Ибо логические законы подобны физическим законам: физические законы описывают, как «работает» вселенная, а логические законы описывают, как работает разум – или, если не впадать в порочный круг, логические законы описывают работу машины по поиску истины точно таким же образом, каким законы аэродинамики описывают работу летательного аппарата, а законы баллистики – стрельбу из пушек по определенным целям. Единственное различие между логическими и физическими законами состоит в том, что физические законы описывают физическое, а логические – логическое. Но это различие вполне тривиально и очевидно (Carrier 2004).

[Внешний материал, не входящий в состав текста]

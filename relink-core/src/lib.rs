//! Relink Core - Connection Resilience for Streaming Market Data
//!
//! Decides, for every live connection to a streaming data source, whether
//! and when to reconnect after a failure, when to stop trying, and whether
//! the stream itself has lost integrity.
//!
//! ## Architecture
//! - **Pure decisions**: no sockets, no sleeps, no background tasks
//! - **One lock per connection**: every operation on a strategy is serialized
//! - **Injected time**: all timeouts read a [`Clock`](core::Clock)
//! - **Advisory output**: the transport layer dials and waits, we only advise
//!
//! ## Core Modules
//! - `resilience`: sequence validation, circuit breaker, backoff, strategy, manager
//! - `config`: reconnect policy, defaults and profiles
//! - `core`: clock, lifecycle types, error types
//! - `monitoring`: Prometheus export and HTTP status server
//! - `utils`: logging setup
//!
//! ## Usage
//!
//! ```
//! use relink_core::prelude::*;
//!
//! let manager = ReconnectManager::new();
//! let feed = manager.add_strategy("binance-ws", ReconnectConfig::default());
//!
//! if feed.should_reconnect() {
//!     let attempt = feed.record_connection_attempt(ReconnectReason::Initial);
//!     assert_eq!(attempt.attempt_number, 1);
//!     // transport waits attempt.delay_ms, dials, then reports back
//!     feed.record_connection_success();
//! }
//!
//! assert!(feed.validate_sequence_id(1).valid);
//! assert_eq!(manager.get_global_metrics().active_connections, 1);
//! ```

pub mod config;
pub mod core;
pub mod monitoring;
pub mod resilience;
pub mod utils;

pub use crate::config::ReconnectConfig;
pub use crate::core::{ConfigError, LifecycleState, ReconnectReason, RegistryError};
pub use crate::resilience::{GlobalMetrics, ReconnectManager, ReconnectStrategy};

pub use anyhow::{Error, Result};

/// Prelude for convenient imports
pub mod prelude {
    pub use crate::config::ReconnectConfig;
    pub use crate::core::{Clock, LifecycleState, ManualClock, ReconnectReason, SystemClock};
    pub use crate::resilience::{
        AttemptRecord, CircuitState, ConnectionMetrics, GlobalMetrics, ReconnectManager,
        ReconnectStrategy, SequenceClass, SequenceValidation,
    };
    pub use crate::{Error, Result};
}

Означает же это все, на мой взгляд, прямое отрицание абсолютно необходимого характера логики. Если законы логики всего лишь говорят нам о том, как работает «машина по поиску истины», то получается, что если бы мир был другим, то и данная машина работала бы по-другому. Я же настаиваю на принципиальном, решающем характере различия между истинами математики – истинными независимо от того, мыслит ли их кто-нибудь вообще или нет, – и теми законами, согласно которым человек или компьютер должен производить вычисления. И я спрашиваю: «Что именно, какие особенности реальности делают один ряд вычислений правильным, а другой – неправильным?»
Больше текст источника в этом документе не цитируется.